TBMM (AA) - İYİ Parti TBMM Grup Başkanı ve Bursa Milletvekili İsmail Tatlıoğlu, ABD Başkanı Joe Biden'in 1915 olaylarını "soykırım" olarak nitelemesine ilişkin "İYİ Parti olarak çok net söylüyoruz. Bu açıklama ve 1915 olaylarıyla ilgili bütün sözde soykırım iddiaları tarihin gerçeklerinden kopuk ve hukuki zemininden savrulmuştur.

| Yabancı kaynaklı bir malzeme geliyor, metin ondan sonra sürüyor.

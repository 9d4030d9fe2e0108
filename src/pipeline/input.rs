//! Input resolution: turn a user-supplied path or URL into an [`Item`].
//!
//! Local files are checked for existence and read permission up front so
//! callers get `FileNotFound` / `PermissionDenied` instead of a converter
//! failure deep in the pipeline. Binary formats are sniffed by magic bytes
//! (`PK` for `.docx`, `%PDF` for PDF). Text formats are read into the item
//! body; binary ones are referenced through `external_path`.
//!
//! URLs are not fetched here. They become URL resources and the converter
//! calls [`fetch_url`] when (and if) it needs the page.

use crate::error::{Result, TextpressError};
use crate::item::{Format, Item, ItemType};
use once_cell::sync::Lazy;
use regex::Regex;
use std::io::Read;
use std::path::Path;
use std::time::Duration;
use tracing::{debug, info};

/// Check if the input string looks like a URL.
pub fn is_url(input: &str) -> bool {
    input.starts_with("http://") || input.starts_with("https://")
}

/// Resolve a path or URL to an input item.
pub fn prepare_input(input: &str) -> Result<Item> {
    let input = input.trim();
    if input.is_empty() {
        return Err(TextpressError::InvalidInput {
            operation: "input".to_string(),
            detail: "no input path or URL given".to_string(),
        });
    }
    if is_url(input) {
        debug!(url = input, "Input is a URL resource");
        return Ok(Item::url_resource(input));
    }
    resolve_local(Path::new(input))
}

fn resolve_local(path: &Path) -> Result<Item> {
    if !path.exists() {
        return Err(TextpressError::FileNotFound {
            path: path.to_path_buf(),
        });
    }
    if path.is_dir() {
        return Err(TextpressError::InvalidInput {
            operation: "input".to_string(),
            detail: format!("'{}' is a directory, not a document", path.display()),
        });
    }

    let ext = path
        .extension()
        .map(|e| e.to_string_lossy().to_string())
        .unwrap_or_default();
    let format = Format::from_extension(&ext).ok_or_else(|| TextpressError::UnsupportedInput {
        item_type: "file".to_string(),
        format: if ext.is_empty() {
            "(no extension)".to_string()
        } else {
            ext.clone()
        },
    })?;

    let item = if format.is_binary() {
        check_magic(path, format)?;
        Item::file_resource(format, path)
    } else {
        let body = std::fs::read_to_string(path).map_err(|e| match e.kind() {
            std::io::ErrorKind::InvalidData => TextpressError::InvalidInput {
                operation: "input".to_string(),
                detail: format!("'{}' is not valid UTF-8 text", path.display()),
            },
            _ => TextpressError::io(path, e),
        })?;
        let mut item = Item::text(ItemType::Doc, format, body);
        item.derived_from = Some(path.display().to_string());
        item
    };

    debug!(path = %path.display(), format = %format, "Resolved local input");
    Ok(item)
}

/// Verify a binary file starts with the signature its extension promises.
fn check_magic(path: &Path, format: Format) -> Result<()> {
    let expected: &[u8] = match format {
        Format::Docx => b"PK",
        Format::Pdf => b"%PDF",
        _ => return Ok(()),
    };
    let mut file = std::fs::File::open(path).map_err(|e| TextpressError::io(path, e))?;
    let mut magic = vec![0u8; expected.len()];
    if file.read_exact(&mut magic).is_err() || magic != expected {
        return Err(TextpressError::InvalidInput {
            operation: "input".to_string(),
            detail: format!(
                "'{}' does not look like a {} file (bad signature)",
                path.display(),
                format
            ),
        });
    }
    Ok(())
}

/// A fetched web page.
#[derive(Debug, Clone)]
pub struct FetchedPage {
    pub html: String,
    /// Contents of the page's `<title>`, if any.
    pub title: Option<String>,
}

static RE_TITLE: Lazy<Regex> =
    Lazy::new(|| Regex::new(r"(?is)<title[^>]*>(.*?)</title>").unwrap());

/// Download a web page as HTML text.
pub async fn fetch_url(url: &str, timeout_secs: u64) -> Result<FetchedPage> {
    info!("Fetching: {}", url);

    let failed = |reason: String| TextpressError::FetchFailed {
        url: url.to_string(),
        reason,
    };

    let client = reqwest::Client::builder()
        .timeout(Duration::from_secs(timeout_secs))
        .user_agent(concat!("textpress/", env!("CARGO_PKG_VERSION")))
        .build()
        .map_err(|e| failed(e.to_string()))?;

    let response = client.get(url).send().await.map_err(|e| {
        if e.is_timeout() {
            failed(format!("timed out after {timeout_secs}s"))
        } else {
            failed(e.to_string())
        }
    })?;

    if !response.status().is_success() {
        return Err(failed(format!("HTTP {}", response.status())));
    }

    let content_type = response
        .headers()
        .get(reqwest::header::CONTENT_TYPE)
        .and_then(|v| v.to_str().ok())
        .unwrap_or("")
        .to_ascii_lowercase();
    if content_type.contains("application/pdf") {
        return Err(failed(
            "URL points to a PDF; download it and pass the file path instead".to_string(),
        ));
    }

    let html = response.text().await.map_err(|e| failed(e.to_string()))?;
    let title = page_title(&html);
    debug!(bytes = html.len(), title = ?title, "Fetched page");
    Ok(FetchedPage { html, title })
}

fn page_title(html: &str) -> Option<String> {
    RE_TITLE
        .captures(html)
        .map(|c| c[1].split_whitespace().collect::<Vec<_>>().join(" "))
        .map(|t| {
            t.replace("&amp;", "&")
                .replace("&lt;", "<")
                .replace("&gt;", ">")
                .replace("&quot;", "\"")
                .replace("&#39;", "'")
        })
        .filter(|t| !t.is_empty())
}

/// Where an input came from, for log messages.
pub fn display_input(item: &Item) -> String {
    item.url
        .clone()
        .or_else(|| item.external_path.as_ref().map(|p| p.display().to_string()))
        .or_else(|| item.derived_from.clone())
        .unwrap_or_else(|| "(inline)".to_string())
}

#[cfg(test)]
mod tests {
    use super::*;

    #[test]
    fn test_is_url() {
        assert!(is_url("https://example.com/post"));
        assert!(is_url("http://example.com/post"));
        assert!(!is_url("/tmp/doc.md"));
        assert!(!is_url("doc.md"));
        assert!(!is_url(""));
    }

    #[test]
    fn url_becomes_url_resource() {
        let item = prepare_input("https://example.com/post").unwrap();
        assert_eq!(item.item_type, ItemType::Resource);
        assert_eq!(item.format, Format::Url);
        assert_eq!(item.url.as_deref(), Some("https://example.com/post"));
    }

    #[test]
    fn markdown_file_is_read_into_body() {
        let dir = tempfile::tempdir().unwrap();
        let path = dir.path().join("note.md");
        std::fs::write(&path, "# Hello\n\nWorld").unwrap();
        let item = prepare_input(path.to_str().unwrap()).unwrap();
        assert_eq!(item.item_type, ItemType::Doc);
        assert_eq!(item.format, Format::Markdown);
        assert_eq!(item.body.as_deref(), Some("# Hello\n\nWorld"));
        assert!(item.validate().is_ok());
    }

    #[test]
    fn missing_file_is_file_not_found() {
        let err = prepare_input("/definitely/not/here.md").unwrap_err();
        assert!(matches!(err, TextpressError::FileNotFound { .. }));
    }

    #[test]
    fn unknown_extension_is_unsupported() {
        let dir = tempfile::tempdir().unwrap();
        let path = dir.path().join("image.png");
        std::fs::write(&path, b"\x89PNG").unwrap();
        let err = prepare_input(path.to_str().unwrap()).unwrap_err();
        assert!(matches!(err, TextpressError::UnsupportedInput { .. }), "got: {err}");
    }

    #[test]
    fn fake_docx_fails_signature_check() {
        let dir = tempfile::tempdir().unwrap();
        let path = dir.path().join("report.docx");
        std::fs::write(&path, b"not a zip").unwrap();
        let err = prepare_input(path.to_str().unwrap()).unwrap_err();
        assert!(err.to_string().contains("bad signature"), "got: {err}");
    }

    #[test]
    fn docx_becomes_file_resource() {
        let dir = tempfile::tempdir().unwrap();
        let path = dir.path().join("report.docx");
        std::fs::write(&path, b"PK\x03\x04rest").unwrap();
        let item = prepare_input(path.to_str().unwrap()).unwrap();
        assert_eq!(item.format, Format::Docx);
        assert_eq!(item.external_path.as_deref(), Some(path.as_path()));
        assert!(item.body.is_none());
    }

    #[test]
    fn title_is_extracted_and_unescaped() {
        let html = "<html><head><title>\n  Rust &amp; Friends \n</title></head></html>";
        assert_eq!(page_title(html).as_deref(), Some("Rust & Friends"));
        assert_eq!(page_title("<p>none</p>"), None);
    }
}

Kabul edilemez, tamamıyla reddediyoruz." dedi.
Tatlıoğlu, Meclis'te düzenlediği basın toplantısında gündeme ilişkin değerlendirmelerde bulundu.

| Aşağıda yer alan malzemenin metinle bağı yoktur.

//! CLI binary for textpress.
//!
//! A thin shim over the library crate: maps CLI flags to options, opens the
//! workspace, runs one action and prints where the results went.

use anyhow::{Context as _, Result};
use clap::{Args, Parser, Subcommand};
use std::io::{self, Read, Write};
use std::path::{Path, PathBuf};
use std::process::ExitCode;
use std::sync::Mutex;
use textpress::actions::{self, Context, PublishOptions};
use textpress::config::DEFAULT_WORK_DIR;
use textpress::{prepare_input, ConvertOptions, FormatOptions, PdfConverter, Publisher, Workspace};
use tracing::debug;
use tracing_subscriber::layer::SubscriberExt;
use tracing_subscriber::util::SubscriberInitExt;
use tracing_subscriber::{fmt, EnvFilter, Layer};

// ── ANSI colour helpers ──────────────────────────────────────────────────────

fn green(s: &str) -> String {
    format!("\x1b[32m{s}\x1b[0m")
}
fn red(s: &str) -> String {
    format!("\x1b[31m{s}\x1b[0m")
}
fn dim(s: &str) -> String {
    format!("\x1b[2m{s}\x1b[0m")
}

const AFTER_HELP: &str = r#"EXAMPLES:
  # Convert a Word document to Markdown
  textpress convert report.docx

  # Render a styled, minified HTML page
  textpress format --add_title notes.md

  # Publish a web page (format + upload)
  textpress publish https://example.com/article

  # Export Markdown to .docx
  textpress export draft.md

  # Normalise a Markdown file in place
  textpress reformat notes.md -o notes.md

ENVIRONMENT VARIABLES:
  TEXTPRESS_API_ROOT      Publishing API base URL (required for publish)
  TEXTPRESS_API_KEY       Publishing API key (required for publish)
  TEXTPRESS_PUBLISH_ROOT  Public URL prefix (default: https://texpr.com)
  TEXTPRESS_USERNAME      Account name; enables opening the published page
  TEXTPRESS_WORK_DIR      Work directory (default: ./textpress)
  RUST_LOG                Overrides the log filter

  A .env file in the current directory is read for the TEXTPRESS_* variables.
"#;

/// Convert, format and publish documents.
#[derive(Parser, Debug)]
#[command(
    name = "textpress",
    version,
    about = "Convert documents to clean Markdown and styled HTML, and publish them",
    long_about = "Convert .docx, PDF, HTML, Markdown or a web page into clean Markdown, render it \
as a single-file styled HTML page, and optionally publish the result.",
    arg_required_else_help = true,
    color = clap::ColorChoice::Auto,
    after_long_help = AFTER_HELP
)]
struct Cli {
    /// Work directory holding the workspace, cache and logs.
    #[arg(
        long = "work_dir",
        visible_alias = "work-dir",
        env = "TEXTPRESS_WORK_DIR",
        default_value = DEFAULT_WORK_DIR,
        global = true
    )]
    work_dir: PathBuf,

    /// Ignore cached results and recompute.
    #[arg(long, global = true)]
    rerun: bool,

    /// DEBUG-level logging.
    #[arg(long, global = true)]
    debug: bool,

    /// INFO-level logging.
    #[arg(short, long, global = true)]
    verbose: bool,

    /// Only log errors.
    #[arg(short, long, global = true)]
    quiet: bool,

    #[command(subcommand)]
    command: Command,
}

#[derive(Subcommand, Debug)]
enum Command {
    /// Convert a document or URL to Markdown.
    Convert {
        /// Local file path or HTTP/HTTPS URL.
        input: String,
        #[command(flatten)]
        convert: ConvertArgs,
    },

    /// Convert, then render a styled and minified HTML page.
    Format {
        input: String,
        #[command(flatten)]
        format: FormatArgs,
    },

    /// Format, then upload the page and its Markdown source.
    Publish {
        input: String,
        #[command(flatten)]
        format: FormatArgs,
        /// Do not open the published page in a browser.
        #[arg(long = "no_open", alias = "no-open")]
        no_open: bool,
    },

    /// Convert, then write a .docx export.
    Export {
        input: String,
        #[command(flatten)]
        convert: ConvertArgs,
    },

    /// Normalise a Markdown file (whitespace, headings, tables).
    #[command(visible_alias = "reformat_md", alias = "reformat-md")]
    Reformat {
        /// Markdown file, or `-` for stdin.
        input: String,
        /// Output file, or `-` for stdout.
        #[arg(short, long, default_value = "-")]
        output: String,
    },
}

#[derive(Args, Debug, Clone)]
struct ConvertArgs {
    /// Tool used for PDF input.
    #[arg(long = "pdf_converter", alias = "pdf-converter", value_enum, default_value = "marker")]
    pdf_converter: PdfConverterArg,
}

#[derive(Args, Debug, Clone)]
struct FormatArgs {
    /// Add the document title as an <h1> at the top of the page.
    #[arg(long = "add_title", alias = "add-title")]
    add_title: bool,

    /// Space-separated CSS classes for the <body> element.
    #[arg(long = "add_classes", alias = "add-classes", value_name = "CLASSES")]
    add_classes: Option<String>,

    /// Skip HTML minification.
    #[arg(long = "no_minify", alias = "no-minify")]
    no_minify: bool,

    #[command(flatten)]
    convert: ConvertArgs,
}

#[derive(clap::ValueEnum, Clone, Copy, Debug)]
enum PdfConverterArg {
    Marker,
    Markitdown,
}

impl From<PdfConverterArg> for PdfConverter {
    fn from(v: PdfConverterArg) -> Self {
        match v {
            PdfConverterArg::Marker => PdfConverter::Marker,
            PdfConverterArg::Markitdown => PdfConverter::Markitdown,
        }
    }
}

impl FormatArgs {
    fn options(&self) -> Result<FormatOptions> {
        let mut builder = FormatOptions::builder()
            .add_title(self.add_title)
            .no_minify(self.no_minify)
            .pdf_converter(self.convert.pdf_converter.into());
        if let Some(ref classes) = self.add_classes {
            builder = builder.add_classes(classes.clone());
        }
        Ok(builder.build()?)
    }
}

impl ConvertArgs {
    fn options(&self) -> ConvertOptions {
        ConvertOptions {
            pdf_converter: self.pdf_converter.into(),
            ..Default::default()
        }
    }
}

/// A command that runs against the workspace, with its options validated.
#[derive(Debug)]
enum WorkspaceCommand<'a> {
    Convert { input: &'a str, options: ConvertOptions },
    Format { input: &'a str, options: FormatOptions },
    Publish { input: &'a str, options: PublishOptions },
    Export { input: &'a str, options: ConvertOptions },
}

/// How a parsed command runs.
#[derive(Debug)]
enum Dispatch<'a> {
    /// Reads and writes plain files; no workspace, no log file.
    Reformat { input: &'a str, output: &'a str },
    Workspace(WorkspaceCommand<'a>),
}

impl Command {
    fn uses_workspace(&self) -> bool {
        !matches!(self, Command::Reformat { .. })
    }

    fn dispatch(&self) -> Result<Dispatch<'_>> {
        let command = match self {
            Command::Reformat { input, output } => {
                return Ok(Dispatch::Reformat { input, output })
            }
            Command::Convert { input, convert } => WorkspaceCommand::Convert {
                input,
                options: convert.options(),
            },
            Command::Format { input, format } => WorkspaceCommand::Format {
                input,
                options: format.options()?,
            },
            Command::Publish {
                input,
                format,
                no_open,
            } => WorkspaceCommand::Publish {
                input,
                options: PublishOptions {
                    format: format.options()?,
                    no_open: *no_open,
                },
            },
            Command::Export { input, convert } => WorkspaceCommand::Export {
                input,
                options: convert.options(),
            },
        };
        Ok(Dispatch::Workspace(command))
    }
}

#[tokio::main]
async fn main() -> ExitCode {
    let cli = Cli::parse();
    let log_file = Workspace::log_file_in(&cli.work_dir);
    let uses_workspace = cli.command.uses_workspace();

    if let Err(e) = init_logging(&cli, uses_workspace.then_some(log_file.as_path())) {
        eprintln!("{} cannot set up logging: {e:#}", red("error:"));
    }

    match run(cli).await {
        Ok(code) => code,
        Err(e) => {
            debug!(error = ?e, "Command failed");
            eprintln!("{} {e:#}", red("error:"));
            if uses_workspace {
                eprintln!("{}", dim(&format!("See logs for more details: {}", log_file.display())));
            }
            ExitCode::FAILURE
        }
    }
}

// ── Logging ──────────────────────────────────────────────────────────────────

fn init_logging(cli: &Cli, log_file: Option<&Path>) -> Result<()> {
    let level = if cli.quiet {
        "error"
    } else if cli.verbose {
        "info"
    } else if cli.debug {
        "debug"
    } else {
        "warn"
    };
    let stderr_layer = fmt::layer()
        .with_writer(io::stderr)
        .with_filter(EnvFilter::try_from_default_env().unwrap_or_else(|_| EnvFilter::new(level)));

    let file_layer = match log_file {
        Some(path) => {
            if let Some(dir) = path.parent() {
                std::fs::create_dir_all(dir)
                    .with_context(|| format!("Failed to create log directory {}", dir.display()))?;
            }
            let file = std::fs::OpenOptions::new()
                .create(true)
                .append(true)
                .open(path)
                .with_context(|| format!("Failed to open log file {}", path.display()))?;
            Some(
                fmt::layer()
                    .with_ansi(false)
                    .with_writer(Mutex::new(file))
                    .with_filter(EnvFilter::new("textpress=debug,warn")),
            )
        }
        None => None,
    };

    tracing_subscriber::registry()
        .with(stderr_layer)
        .with(file_layer)
        .try_init()
        .context("Failed to install tracing subscriber")?;
    Ok(())
}

// ── Commands ─────────────────────────────────────────────────────────────────

async fn run(cli: Cli) -> Result<ExitCode> {
    let command = match cli.command.dispatch()? {
        Dispatch::Reformat { input, output } => {
            reformat(input, output)?;
            return Ok(ExitCode::SUCCESS);
        }
        Dispatch::Workspace(command) => command,
    };

    let ws = Workspace::open(&cli.work_dir)
        .with_context(|| format!("Failed to open workspace in {}", cli.work_dir.display()))?;
    let result = run_in_workspace(&cli, &ws, command).await;
    let closed = ws.close().context("Failed to close workspace");
    let code = result?;
    closed?;
    Ok(code)
}

async fn run_in_workspace(
    cli: &Cli,
    ws: &Workspace,
    command: WorkspaceCommand<'_>,
) -> Result<ExitCode> {
    let ctx = Context::new(ws).rerun(cli.rerun);
    let show = |label: &str, item: &textpress::Item| {
        let path = ws.content_path(item).unwrap_or_default();
        println!("{label:<9}{}", path.display());
    };

    match command {
        WorkspaceCommand::Convert { input, options } => {
            let item = prepare_input(input)?;
            let md = actions::convert(&ctx, &item, &options)
                .await
                .with_context(|| format!("Conversion of '{input}' failed"))?;
            show("markdown", &md);
        }
        WorkspaceCommand::Format { input, options } => {
            let item = prepare_input(input)?;
            let out = actions::format(&ctx, &item, &options)
                .await
                .with_context(|| format!("Formatting '{input}' failed"))?;
            show("markdown", &out.markdown);
            show("html", &out.html);
        }
        WorkspaceCommand::Publish { input, options } => {
            let item = prepare_input(input)?;
            let report = actions::publish(&ctx, &item, &options, Publisher::from_env, &|url| {
                open::that(url)
            })
            .await
            .with_context(|| format!("Formatting '{input}' for publishing failed"))?;
            show("markdown", &report.formatted.markdown);
            show("html", &report.formatted.html);
            match report.outcome {
                Ok(published) => {
                    debug!(files = ?published.manifest.files.keys().collect::<Vec<_>>(), "Manifest");
                    if !cli.quiet {
                        eprintln!("{} published", green("✔"));
                    }
                    println!("{}", published.url);
                }
                Err(e) => {
                    eprintln!("{} publish failed: {e}", red("error:"));
                    eprintln!(
                        "{}",
                        dim(&format!(
                            "See logs for more details: {}",
                            ws.log_file().display()
                        ))
                    );
                    return Ok(ExitCode::FAILURE);
                }
            }
        }
        WorkspaceCommand::Export { input, options } => {
            let item = prepare_input(input)?;
            let docx = actions::export(&ctx, &item, &options)
                .await
                .with_context(|| format!("Export of '{input}' failed"))?;
            show("docx", &docx);
        }
    }
    Ok(ExitCode::SUCCESS)
}

fn reformat(input: &str, output: &str) -> Result<()> {
    let text = if input == "-" {
        let mut buf = String::new();
        io::stdin()
            .read_to_string(&mut buf)
            .context("Failed to read stdin")?;
        buf
    } else {
        std::fs::read_to_string(input).with_context(|| format!("Failed to read {input}"))?
    };

    let formatted = actions::reformat(&text);

    if output == "-" {
        io::stdout()
            .lock()
            .write_all(formatted.as_bytes())
            .context("Failed to write to stdout")?;
    } else {
        std::fs::write(output, formatted).with_context(|| format!("Failed to write {output}"))?;
    }
    Ok(())
}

İYİ Parti olarak 1915 olaylarıyla ilgili bütün iddiaların tarihin gerçeklerinden kopuk ve hukuki zemininden savrulduğunu söyleyen Tatlıoğlu, bu yöndeki ifadelerin "kabul edilemez" olduğunu ve söz konusu açıklamaları tamamıyla reddettiklerini dile getirdi.
İsmail Tatlıoğlu, 1915 olaylarıyla ilgili iddiaları olumlayan ve alkışlayan siyasi parti ve sivil toplum kuruluşlarının bu coğrafyayı ve 84 milyonu kavrayamadıklarını da üzülerek gördüklerini belirtti.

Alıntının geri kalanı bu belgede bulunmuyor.